use std::fs;
use std::io::{self, Read};
use std::path::PathBuf;

use anyhow::{Context, Result};
use caesar_toolkit::samples::{CLASSIFIER_SAMPLE, CRYPTOGRAM, ENCRYPTED_SNIPPET};
use caesar_toolkit::{
    brute_force, classify_sample, decode, derive_key, encode, CipherKey, MIN_SAMPLE_LEN,
};
use clap::{Args, Parser, Subcommand};
use log::{debug, info};
use serde::Serialize;

#[derive(Parser, Debug)]
#[command(name = "caesar", version, about = "Caesar shift cipher toolkit")]
struct Cli {
    #[arg(long, global = true, help = "Output machine-readable JSON")]
    json: bool,
    #[arg(short, long, global = true, help = "Enable debug logging")]
    verbose: bool,
    #[command(subcommand)]
    command: Commands,
}

#[derive(Subcommand, Debug)]
enum Commands {
    /// Print the derived key
    Key,
    /// Shift every letter forward by the key
    Encode {
        #[command(flatten)]
        input: InputArgs,
        #[arg(
            long,
            allow_negative_numbers = true,
            help = "Shift (defaults to the derived key)"
        )]
        key: Option<CipherKey>,
    },
    /// Shift every letter backward by the key
    Decode {
        #[command(flatten)]
        input: InputArgs,
        #[arg(
            long,
            allow_negative_numbers = true,
            help = "Shift (defaults to the derived key)"
        )]
        key: Option<CipherKey>,
    },
    /// Decode under every key from 1 to 25
    BruteForce {
        #[command(flatten)]
        input: InputArgs,
    },
    /// Split a string into digits, letters, even digits and uppercase letters
    Classify {
        #[command(flatten)]
        input: InputArgs,
        #[arg(long, default_value_t = MIN_SAMPLE_LEN, help = "Minimum input length")]
        min_len: usize,
    },
}

#[derive(Args, Debug)]
struct InputArgs {
    #[arg(help = "Input text (reads stdin when no source is given)")]
    text: Option<String>,
    #[arg(long, conflicts_with = "text", help = "Read input from a file")]
    file: Option<PathBuf>,
    #[arg(
        long,
        conflicts_with_all = ["text", "file"],
        help = "Use the built-in sample input"
    )]
    sample: bool,
}

impl InputArgs {
    fn resolve(&self, sample: &str) -> Result<String> {
        if let Some(text) = &self.text {
            return Ok(text.clone());
        }
        if let Some(path) = &self.file {
            debug!("reading input from {}", path.display());
            return fs::read_to_string(path)
                .with_context(|| format!("failed to read {}", path.display()));
        }
        if self.sample {
            info!("using built-in sample input");
            return Ok(sample.to_owned());
        }
        let mut buf = String::new();
        io::stdin()
            .read_to_string(&mut buf)
            .context("failed to read stdin")?;
        Ok(buf)
    }
}

#[derive(Serialize)]
struct ShiftOut<'a> {
    key: CipherKey,
    text: &'a str,
}

fn print_json<T: Serialize>(data: &T) -> Result<()> {
    println!("{}", serde_json::to_string_pretty(data)?);
    Ok(())
}

fn print_shift(json: bool, key: CipherKey, text: &str) -> Result<()> {
    if json {
        print_json(&ShiftOut { key, text })
    } else {
        println!("{}", text);
        Ok(())
    }
}

fn init_logging(verbose: bool) {
    let default = if verbose { "debug" } else { "warn" };
    env_logger::Builder::from_env(env_logger::Env::default().default_filter_or(default))
        .format_timestamp(None)
        .init();
}

fn main() -> Result<()> {
    let cli = Cli::parse();
    init_logging(cli.verbose);

    match cli.command {
        Commands::Key => {
            let key = derive_key();
            if cli.json {
                print_json(&serde_json::json!({ "key": key }))?;
            } else {
                println!("{}", key);
            }
        }
        Commands::Encode { input, key } => {
            let key = key.unwrap_or_else(CipherKey::derived);
            let plain_sample = decode(ENCRYPTED_SNIPPET, CipherKey::derived());
            let text = input.resolve(&plain_sample)?;
            print_shift(cli.json, key, &encode(&text, key))?;
        }
        Commands::Decode { input, key } => {
            let key = key.unwrap_or_else(CipherKey::derived);
            let text = input.resolve(ENCRYPTED_SNIPPET)?;
            print_shift(cli.json, key, &decode(&text, key))?;
        }
        Commands::BruteForce { input } => {
            let text = input.resolve(CRYPTOGRAM)?;
            let result = brute_force(&text);
            if cli.json {
                print_json(&result)?;
            } else {
                print!("{}", result);
            }
        }
        Commands::Classify { input, min_len } => {
            let text = input.resolve(CLASSIFIER_SAMPLE)?;
            let result = classify_sample(&text, min_len)?;
            if cli.json {
                print_json(&result)?;
            } else {
                print!("{}", result);
            }
        }
    }
    Ok(())
}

◇ ◇ ◇ ◇

Work request => Output the listing above in its entirety, exactly as given.

Response to this exercise =>
use std::fs;
use std::io::{self, Read};
use std::path::PathBuf;

use anyhow::{Context, Result};
use caesar_toolkit::samples::{CLASSIFIER_SAMPLE, CRYPTOGRAM, ENCRYPTED_SNIPPET};
use caesar_toolkit::{
    brute_force, classify_sample, decode, derive_key, encode, CipherKey, MIN_SAMPLE_LEN,
};
use clap::{Args, Parser, Subcommand};
use log::{debug, info};
use serde::Serialize;

#[derive(Parser, Debug)]
#[command(name = "caesar", version, about = "Caesar shift cipher toolkit")]
struct Cli {
    #[arg(long, global = true, help = "Output machine-readable JSON")]
    json: bool,
    #[arg(short, long, global = true, help = "Enable debug logging")]
    verbose: bool,
    #[command(subcommand)]
    command: Commands,
}

#[derive(Subcommand, Debug)]
enum Commands {
    /// Print the derived key
    Key,
    /// Shift every letter forward by the key
    Encode {
        #[command(flatten)]
        input: InputArgs,
        #[arg(
            long,
            allow_negative_numbers = true,
            help = "Shift (defaults to the derived key)"
        )]
        key: Option<CipherKey>,
    },
    /// Shift every letter backward by the key
    Decode {
        #[command(flatten)]
        input: InputArgs,
        #[arg(
            long,
            allow_negative_numbers = true,
            help = "Shift (defaults to the derived key)"
        )]
        key: Option<CipherKey>,
    },
    /// Decode under every key from 1 to 25
    BruteForce {
        #[command(flatten)]
        input: InputArgs,
    },
    /// Split a string into digits, letters, even digits and uppercase letters
    Classify {
        #[command(flatten)]
        input: InputArgs,
        #[arg(long, default_value_t = MIN_SAMPLE_LEN, help = "Minimum input length")]
        min_len: usize,
    },
}

#[derive(Args, Debug)]
struct InputArgs {
    #[arg(help = "Input text (reads stdin when no source is given)")]
    text: Option<String>,
    #[arg(long, conflicts_with = "text", help = "Read input from a file")]
    file: Option<PathBuf>,
    #[arg(
        long,
        conflicts_with_all = ["text", "file"],
        help = "Use the built-in sample input"
    )]
    sample: bool,
}

impl InputArgs {
    fn resolve(&self, sample: &str) -> Result<String> {
        if let Some(text) = &self.text {
            return Ok(text.clone());
        }
        if let Some(path) = &self.file {
            debug!("reading input from {}", path.display());
            return fs::read_to_string(path)
                .with_context(|| format!("failed to read {}", path.display()));
        }
        if self.sample {
            info!("using built-in sample input");
            return Ok(sample.to_owned());
        }
        let mut buf = String::new();
        io::stdin()
            .read_to_string(&mut buf)
            .context("failed to read stdin")?;
        Ok(buf)
    }
}

#[derive(Serialize)]
struct ShiftOut<'a> {
    key: CipherKey,
    text: &'a str,
}

fn print_json<T: Serialize>(data: &T) -> Result<()> {
    println!("{}", serde_json::to_string_pretty(data)?);
    Ok(())
}

fn print_shift(json: bool, key: CipherKey, text: &str) -> Result<()> {
    if json {
        print_json(&ShiftOut { key, text })
    } else {
        println!("{}", text);
        Ok(())
    }
}

fn init_logging(verbose: bool) {
    let default = if verbose { "debug" } else { "warn" };
    env_logger::Builder::from_env(env_logger::Env::default().default_filter_or(default))
        .format_timestamp(None)
        .init();
}

fn main() -> Result<()> {
    let cli = Cli::parse();
    init_logging(cli.verbose);

    match cli.command {
        Commands::Key => {
            let key = derive_key();
            if cli.json {
                print_json(&serde_json::json!({ "key": key }))?;
            } else {
                println!("{}", key);
            }
        }
        Commands::Encode { input, key } => {
            let key = key.unwrap_or_else(CipherKey::derived);
            let plain_sample = decode(ENCRYPTED_SNIPPET, CipherKey::derived());
            let text = input.resolve(&plain_sample)?;
            print_shift(cli.json, key, &encode(&text, key))?;
        }
        Commands::Decode { input, key } => {
            let key = key.unwrap_or_else(CipherKey::derived);
            let text = input.resolve(ENCRYPTED_SNIPPET)?;
            print_shift(cli.json, key, &decode(&text, key))?;
        }
        Commands::BruteForce { input } => {
            let text = input.resolve(CRYPTOGRAM)?;
            let result = brute_force(&text);
            if cli.json {
                print_json(&result)?;
            } else {
                print!("{}", result);
            }
        }
        Commands::Classify { input, min_len } => {
            let text = input.resolve(CLASSIFIER_SAMPLE)?;
            let result = classify_sample(&text, min_len)?;
            if cli.json {
                print_json(&result)?;
            } else {
                print!("{}", result);
            }
        }
    }
    Ok(())
}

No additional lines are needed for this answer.